Supplied data Start Marker

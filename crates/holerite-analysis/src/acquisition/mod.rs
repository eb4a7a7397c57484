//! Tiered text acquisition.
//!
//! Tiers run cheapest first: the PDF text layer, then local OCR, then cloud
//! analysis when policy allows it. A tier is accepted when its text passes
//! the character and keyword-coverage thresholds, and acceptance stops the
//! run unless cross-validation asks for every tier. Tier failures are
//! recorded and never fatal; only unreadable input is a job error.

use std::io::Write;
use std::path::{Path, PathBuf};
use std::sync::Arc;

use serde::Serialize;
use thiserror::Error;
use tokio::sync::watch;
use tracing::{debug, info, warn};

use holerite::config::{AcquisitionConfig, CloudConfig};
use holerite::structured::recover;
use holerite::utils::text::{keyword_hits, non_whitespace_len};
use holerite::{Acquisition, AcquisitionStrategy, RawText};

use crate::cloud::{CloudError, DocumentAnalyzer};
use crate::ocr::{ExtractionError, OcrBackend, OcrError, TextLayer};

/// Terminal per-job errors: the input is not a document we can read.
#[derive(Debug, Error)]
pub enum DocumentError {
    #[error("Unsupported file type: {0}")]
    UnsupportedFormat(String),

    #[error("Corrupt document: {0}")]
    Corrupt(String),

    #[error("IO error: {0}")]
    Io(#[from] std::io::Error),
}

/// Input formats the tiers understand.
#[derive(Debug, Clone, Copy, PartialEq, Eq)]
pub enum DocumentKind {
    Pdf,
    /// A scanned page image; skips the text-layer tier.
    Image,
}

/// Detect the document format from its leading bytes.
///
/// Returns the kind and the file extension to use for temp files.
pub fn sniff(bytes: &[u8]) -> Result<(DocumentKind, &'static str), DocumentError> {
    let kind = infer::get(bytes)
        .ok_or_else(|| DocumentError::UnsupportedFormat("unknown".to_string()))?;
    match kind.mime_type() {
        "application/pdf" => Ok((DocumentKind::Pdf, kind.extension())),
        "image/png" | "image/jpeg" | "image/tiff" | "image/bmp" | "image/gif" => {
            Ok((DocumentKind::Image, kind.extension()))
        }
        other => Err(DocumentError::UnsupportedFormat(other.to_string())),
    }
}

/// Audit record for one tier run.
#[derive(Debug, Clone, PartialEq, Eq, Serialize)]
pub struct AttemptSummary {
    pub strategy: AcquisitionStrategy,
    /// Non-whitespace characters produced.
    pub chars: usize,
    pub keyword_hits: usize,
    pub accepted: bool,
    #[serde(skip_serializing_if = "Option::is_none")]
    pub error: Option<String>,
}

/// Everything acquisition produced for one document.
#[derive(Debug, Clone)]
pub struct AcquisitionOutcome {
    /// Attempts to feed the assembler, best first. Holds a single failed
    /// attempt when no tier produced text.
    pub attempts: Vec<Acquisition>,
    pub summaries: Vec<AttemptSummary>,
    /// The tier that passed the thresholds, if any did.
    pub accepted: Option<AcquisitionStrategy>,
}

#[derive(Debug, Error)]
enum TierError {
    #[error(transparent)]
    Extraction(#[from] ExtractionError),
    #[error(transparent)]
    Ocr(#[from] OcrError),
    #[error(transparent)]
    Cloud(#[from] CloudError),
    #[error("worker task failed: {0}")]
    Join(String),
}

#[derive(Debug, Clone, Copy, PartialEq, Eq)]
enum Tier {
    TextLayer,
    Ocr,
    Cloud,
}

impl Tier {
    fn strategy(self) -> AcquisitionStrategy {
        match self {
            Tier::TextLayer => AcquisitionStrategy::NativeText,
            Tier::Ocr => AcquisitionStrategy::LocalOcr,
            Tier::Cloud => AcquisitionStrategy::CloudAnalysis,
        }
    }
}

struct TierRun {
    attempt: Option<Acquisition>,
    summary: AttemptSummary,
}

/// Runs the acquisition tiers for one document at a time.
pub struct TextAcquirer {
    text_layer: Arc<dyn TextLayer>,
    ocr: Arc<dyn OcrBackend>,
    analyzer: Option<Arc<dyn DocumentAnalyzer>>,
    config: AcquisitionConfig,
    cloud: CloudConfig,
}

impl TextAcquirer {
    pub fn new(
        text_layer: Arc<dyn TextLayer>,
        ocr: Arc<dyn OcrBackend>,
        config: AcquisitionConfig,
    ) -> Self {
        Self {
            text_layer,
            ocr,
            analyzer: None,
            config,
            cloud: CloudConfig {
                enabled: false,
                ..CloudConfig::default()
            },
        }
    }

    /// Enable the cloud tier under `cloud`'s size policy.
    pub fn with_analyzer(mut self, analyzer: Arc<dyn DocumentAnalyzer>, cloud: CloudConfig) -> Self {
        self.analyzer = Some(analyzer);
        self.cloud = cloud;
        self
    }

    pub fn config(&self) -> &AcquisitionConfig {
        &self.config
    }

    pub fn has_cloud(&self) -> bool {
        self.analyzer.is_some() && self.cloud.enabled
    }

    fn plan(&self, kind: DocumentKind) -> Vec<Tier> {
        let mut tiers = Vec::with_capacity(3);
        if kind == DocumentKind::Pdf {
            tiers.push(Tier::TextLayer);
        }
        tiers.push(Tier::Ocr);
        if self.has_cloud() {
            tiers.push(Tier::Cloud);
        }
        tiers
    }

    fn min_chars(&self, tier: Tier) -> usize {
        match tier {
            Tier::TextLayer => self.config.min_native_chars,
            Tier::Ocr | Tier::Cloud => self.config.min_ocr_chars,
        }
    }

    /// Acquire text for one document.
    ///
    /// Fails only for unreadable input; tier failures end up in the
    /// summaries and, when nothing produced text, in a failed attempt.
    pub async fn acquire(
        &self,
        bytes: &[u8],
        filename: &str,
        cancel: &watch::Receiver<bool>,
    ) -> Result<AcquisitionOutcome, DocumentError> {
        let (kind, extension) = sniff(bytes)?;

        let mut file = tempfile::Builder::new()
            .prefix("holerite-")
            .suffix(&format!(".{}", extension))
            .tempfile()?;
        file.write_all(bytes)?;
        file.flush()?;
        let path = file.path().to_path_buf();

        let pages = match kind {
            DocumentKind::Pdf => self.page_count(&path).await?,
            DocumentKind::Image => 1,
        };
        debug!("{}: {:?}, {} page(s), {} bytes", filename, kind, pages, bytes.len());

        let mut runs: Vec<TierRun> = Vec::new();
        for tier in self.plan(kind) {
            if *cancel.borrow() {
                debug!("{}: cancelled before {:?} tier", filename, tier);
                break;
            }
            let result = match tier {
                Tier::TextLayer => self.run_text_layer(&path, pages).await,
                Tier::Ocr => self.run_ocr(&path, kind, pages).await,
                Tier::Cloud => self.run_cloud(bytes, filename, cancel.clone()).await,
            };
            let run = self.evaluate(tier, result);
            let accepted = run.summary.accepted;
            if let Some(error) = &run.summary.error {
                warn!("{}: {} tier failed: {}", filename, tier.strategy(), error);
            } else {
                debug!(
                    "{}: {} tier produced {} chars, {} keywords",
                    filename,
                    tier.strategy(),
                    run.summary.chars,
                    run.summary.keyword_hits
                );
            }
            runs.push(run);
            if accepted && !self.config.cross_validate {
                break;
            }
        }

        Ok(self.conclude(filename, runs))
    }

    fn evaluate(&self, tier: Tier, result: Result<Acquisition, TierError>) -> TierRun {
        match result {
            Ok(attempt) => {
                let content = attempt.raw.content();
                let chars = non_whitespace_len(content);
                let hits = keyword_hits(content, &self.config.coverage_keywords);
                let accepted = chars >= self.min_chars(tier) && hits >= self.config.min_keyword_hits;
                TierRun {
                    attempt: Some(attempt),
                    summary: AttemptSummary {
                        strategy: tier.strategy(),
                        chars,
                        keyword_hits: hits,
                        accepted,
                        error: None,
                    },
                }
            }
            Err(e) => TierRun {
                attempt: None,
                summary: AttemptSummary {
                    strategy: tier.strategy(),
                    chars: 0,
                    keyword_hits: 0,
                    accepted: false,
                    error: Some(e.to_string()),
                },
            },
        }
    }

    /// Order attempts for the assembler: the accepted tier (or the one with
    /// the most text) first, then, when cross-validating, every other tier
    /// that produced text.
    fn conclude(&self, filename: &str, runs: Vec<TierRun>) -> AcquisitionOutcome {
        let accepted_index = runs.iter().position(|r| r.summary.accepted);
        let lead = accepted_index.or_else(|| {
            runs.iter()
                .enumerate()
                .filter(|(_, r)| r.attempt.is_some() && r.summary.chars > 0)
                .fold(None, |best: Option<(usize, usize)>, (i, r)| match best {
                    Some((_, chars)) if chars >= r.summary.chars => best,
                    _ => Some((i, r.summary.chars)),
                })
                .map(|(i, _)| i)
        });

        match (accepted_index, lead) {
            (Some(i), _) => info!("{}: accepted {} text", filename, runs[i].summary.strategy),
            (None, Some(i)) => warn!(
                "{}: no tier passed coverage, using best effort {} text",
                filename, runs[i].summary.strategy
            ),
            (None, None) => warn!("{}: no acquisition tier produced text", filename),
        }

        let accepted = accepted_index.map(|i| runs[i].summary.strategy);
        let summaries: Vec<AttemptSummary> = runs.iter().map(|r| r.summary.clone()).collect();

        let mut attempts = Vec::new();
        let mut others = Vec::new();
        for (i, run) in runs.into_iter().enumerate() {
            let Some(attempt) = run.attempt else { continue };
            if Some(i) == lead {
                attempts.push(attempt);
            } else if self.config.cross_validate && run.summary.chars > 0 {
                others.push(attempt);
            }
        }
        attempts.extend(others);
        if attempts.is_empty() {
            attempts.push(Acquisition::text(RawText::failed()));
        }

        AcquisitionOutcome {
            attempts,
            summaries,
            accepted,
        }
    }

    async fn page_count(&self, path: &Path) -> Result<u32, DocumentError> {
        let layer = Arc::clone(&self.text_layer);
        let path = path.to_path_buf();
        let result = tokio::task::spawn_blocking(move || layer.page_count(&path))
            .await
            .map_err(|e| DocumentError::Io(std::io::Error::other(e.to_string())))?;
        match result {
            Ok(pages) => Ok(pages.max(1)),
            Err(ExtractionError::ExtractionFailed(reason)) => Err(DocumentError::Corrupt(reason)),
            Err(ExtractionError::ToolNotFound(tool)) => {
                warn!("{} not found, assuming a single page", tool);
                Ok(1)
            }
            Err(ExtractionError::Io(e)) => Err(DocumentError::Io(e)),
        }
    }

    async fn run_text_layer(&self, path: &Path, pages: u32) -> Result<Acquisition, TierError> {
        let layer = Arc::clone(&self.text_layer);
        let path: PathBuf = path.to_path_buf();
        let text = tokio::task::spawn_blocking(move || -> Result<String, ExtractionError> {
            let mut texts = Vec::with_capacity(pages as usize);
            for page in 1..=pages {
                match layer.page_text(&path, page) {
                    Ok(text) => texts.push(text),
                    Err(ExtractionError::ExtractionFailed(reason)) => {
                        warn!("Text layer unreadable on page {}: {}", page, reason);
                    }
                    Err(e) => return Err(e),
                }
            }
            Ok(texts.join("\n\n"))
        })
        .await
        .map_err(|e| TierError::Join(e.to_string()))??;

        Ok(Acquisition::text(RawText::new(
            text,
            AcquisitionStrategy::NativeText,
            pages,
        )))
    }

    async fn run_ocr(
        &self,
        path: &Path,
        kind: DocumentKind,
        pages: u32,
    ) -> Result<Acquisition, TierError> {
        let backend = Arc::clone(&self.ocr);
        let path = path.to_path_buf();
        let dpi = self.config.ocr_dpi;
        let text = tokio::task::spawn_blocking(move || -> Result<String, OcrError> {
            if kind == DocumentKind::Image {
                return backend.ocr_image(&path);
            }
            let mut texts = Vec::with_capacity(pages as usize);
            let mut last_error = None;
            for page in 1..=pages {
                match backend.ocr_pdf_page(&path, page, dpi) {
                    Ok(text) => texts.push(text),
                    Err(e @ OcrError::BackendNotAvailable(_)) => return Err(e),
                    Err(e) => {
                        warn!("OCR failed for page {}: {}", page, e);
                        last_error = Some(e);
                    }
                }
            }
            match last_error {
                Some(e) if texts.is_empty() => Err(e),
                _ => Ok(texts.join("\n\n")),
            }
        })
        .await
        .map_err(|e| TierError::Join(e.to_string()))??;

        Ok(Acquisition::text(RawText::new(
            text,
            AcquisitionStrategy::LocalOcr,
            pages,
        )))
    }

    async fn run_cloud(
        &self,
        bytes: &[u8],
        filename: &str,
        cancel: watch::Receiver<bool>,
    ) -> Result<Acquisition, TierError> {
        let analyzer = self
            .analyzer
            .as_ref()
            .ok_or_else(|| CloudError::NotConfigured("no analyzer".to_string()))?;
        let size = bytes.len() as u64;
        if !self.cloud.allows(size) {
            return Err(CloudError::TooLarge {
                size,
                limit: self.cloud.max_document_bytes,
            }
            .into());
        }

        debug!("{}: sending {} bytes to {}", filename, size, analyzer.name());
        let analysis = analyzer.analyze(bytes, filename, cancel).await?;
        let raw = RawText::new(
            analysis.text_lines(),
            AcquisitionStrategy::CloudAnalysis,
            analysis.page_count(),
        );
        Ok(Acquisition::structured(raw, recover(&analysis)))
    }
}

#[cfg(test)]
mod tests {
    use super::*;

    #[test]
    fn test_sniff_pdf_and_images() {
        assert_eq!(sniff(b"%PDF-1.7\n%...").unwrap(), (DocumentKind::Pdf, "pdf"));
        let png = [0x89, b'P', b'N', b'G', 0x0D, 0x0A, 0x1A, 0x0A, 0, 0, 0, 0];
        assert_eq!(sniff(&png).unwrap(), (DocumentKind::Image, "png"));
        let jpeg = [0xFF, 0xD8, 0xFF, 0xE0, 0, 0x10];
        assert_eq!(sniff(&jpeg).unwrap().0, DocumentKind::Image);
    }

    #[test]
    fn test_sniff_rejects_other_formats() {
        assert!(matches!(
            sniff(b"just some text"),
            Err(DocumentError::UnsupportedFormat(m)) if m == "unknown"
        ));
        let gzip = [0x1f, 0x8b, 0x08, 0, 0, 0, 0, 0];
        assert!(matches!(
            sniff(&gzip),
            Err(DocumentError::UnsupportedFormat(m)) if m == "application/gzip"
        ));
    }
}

Supplied data End Marker
Supplied data Start Marker

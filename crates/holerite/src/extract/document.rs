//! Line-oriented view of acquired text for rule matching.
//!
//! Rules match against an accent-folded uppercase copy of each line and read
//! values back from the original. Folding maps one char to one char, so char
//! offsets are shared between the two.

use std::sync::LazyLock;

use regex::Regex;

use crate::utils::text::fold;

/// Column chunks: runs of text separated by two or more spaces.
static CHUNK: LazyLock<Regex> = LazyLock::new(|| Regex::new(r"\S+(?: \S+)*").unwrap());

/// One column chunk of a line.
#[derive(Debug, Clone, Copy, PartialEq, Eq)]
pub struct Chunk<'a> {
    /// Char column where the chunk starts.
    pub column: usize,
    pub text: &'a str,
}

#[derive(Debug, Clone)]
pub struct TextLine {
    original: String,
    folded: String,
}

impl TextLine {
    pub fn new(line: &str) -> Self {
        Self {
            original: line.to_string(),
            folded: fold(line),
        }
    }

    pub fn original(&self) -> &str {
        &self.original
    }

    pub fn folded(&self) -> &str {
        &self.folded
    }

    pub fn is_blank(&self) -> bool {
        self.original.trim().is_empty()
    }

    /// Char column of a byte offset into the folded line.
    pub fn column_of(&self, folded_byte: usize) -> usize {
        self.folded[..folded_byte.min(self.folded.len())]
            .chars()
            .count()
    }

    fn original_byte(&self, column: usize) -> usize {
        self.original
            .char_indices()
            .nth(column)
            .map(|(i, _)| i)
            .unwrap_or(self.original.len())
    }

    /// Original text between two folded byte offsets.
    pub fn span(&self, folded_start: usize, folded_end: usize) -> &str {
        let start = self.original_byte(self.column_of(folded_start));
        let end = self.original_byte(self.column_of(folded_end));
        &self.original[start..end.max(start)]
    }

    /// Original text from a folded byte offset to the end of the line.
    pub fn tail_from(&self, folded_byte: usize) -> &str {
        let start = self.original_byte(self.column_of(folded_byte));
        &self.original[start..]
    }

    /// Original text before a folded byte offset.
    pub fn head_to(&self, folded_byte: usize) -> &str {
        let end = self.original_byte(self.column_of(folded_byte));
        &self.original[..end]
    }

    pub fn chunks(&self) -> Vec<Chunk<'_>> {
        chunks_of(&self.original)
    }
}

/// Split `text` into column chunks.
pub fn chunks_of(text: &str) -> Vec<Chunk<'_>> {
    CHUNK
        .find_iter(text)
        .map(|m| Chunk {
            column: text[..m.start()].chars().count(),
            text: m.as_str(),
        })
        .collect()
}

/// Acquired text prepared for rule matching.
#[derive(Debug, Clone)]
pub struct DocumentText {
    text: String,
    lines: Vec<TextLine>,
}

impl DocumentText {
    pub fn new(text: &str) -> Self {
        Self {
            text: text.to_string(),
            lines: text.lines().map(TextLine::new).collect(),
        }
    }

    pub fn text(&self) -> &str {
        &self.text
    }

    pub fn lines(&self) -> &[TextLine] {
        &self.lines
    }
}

Supplied data End Marker

In the listing above, locate the line containing "filename crates/holerite-analysis/src/acquisition/mod.rs" and the line containing "let kind = infer::get(bytes)". Extract those two lines and every line between them, exactly as written, and only those.

filename crates/holerite-analysis/src/acquisition/mod.rs
repository eb4a7a7397c57484
//! Tiered text acquisition.
//!
//! Tiers run cheapest first: the PDF text layer, then local OCR, then cloud
//! analysis when policy allows it. A tier is accepted when its text passes
//! the character and keyword-coverage thresholds, and acceptance stops the
//! run unless cross-validation asks for every tier. Tier failures are
//! recorded and never fatal; only unreadable input is a job error.

use std::io::Write;
use std::path::{Path, PathBuf};
use std::sync::Arc;

use serde::Serialize;
use thiserror::Error;
use tokio::sync::watch;
use tracing::{debug, info, warn};

use holerite::config::{AcquisitionConfig, CloudConfig};
use holerite::structured::recover;
use holerite::utils::text::{keyword_hits, non_whitespace_len};
use holerite::{Acquisition, AcquisitionStrategy, RawText};

use crate::cloud::{CloudError, DocumentAnalyzer};
use crate::ocr::{ExtractionError, OcrBackend, OcrError, TextLayer};

/// Terminal per-job errors: the input is not a document we can read.
#[derive(Debug, Error)]
pub enum DocumentError {
    #[error("Unsupported file type: {0}")]
    UnsupportedFormat(String),

    #[error("Corrupt document: {0}")]
    Corrupt(String),

    #[error("IO error: {0}")]
    Io(#[from] std::io::Error),
}

/// Input formats the tiers understand.
#[derive(Debug, Clone, Copy, PartialEq, Eq)]
pub enum DocumentKind {
    Pdf,
    /// A scanned page image; skips the text-layer tier.
    Image,
}

/// Detect the document format from its leading bytes.
///
/// Returns the kind and the file extension to use for temp files.
pub fn sniff(bytes: &[u8]) -> Result<(DocumentKind, &'static str), DocumentError> {
    let kind = infer::get(bytes)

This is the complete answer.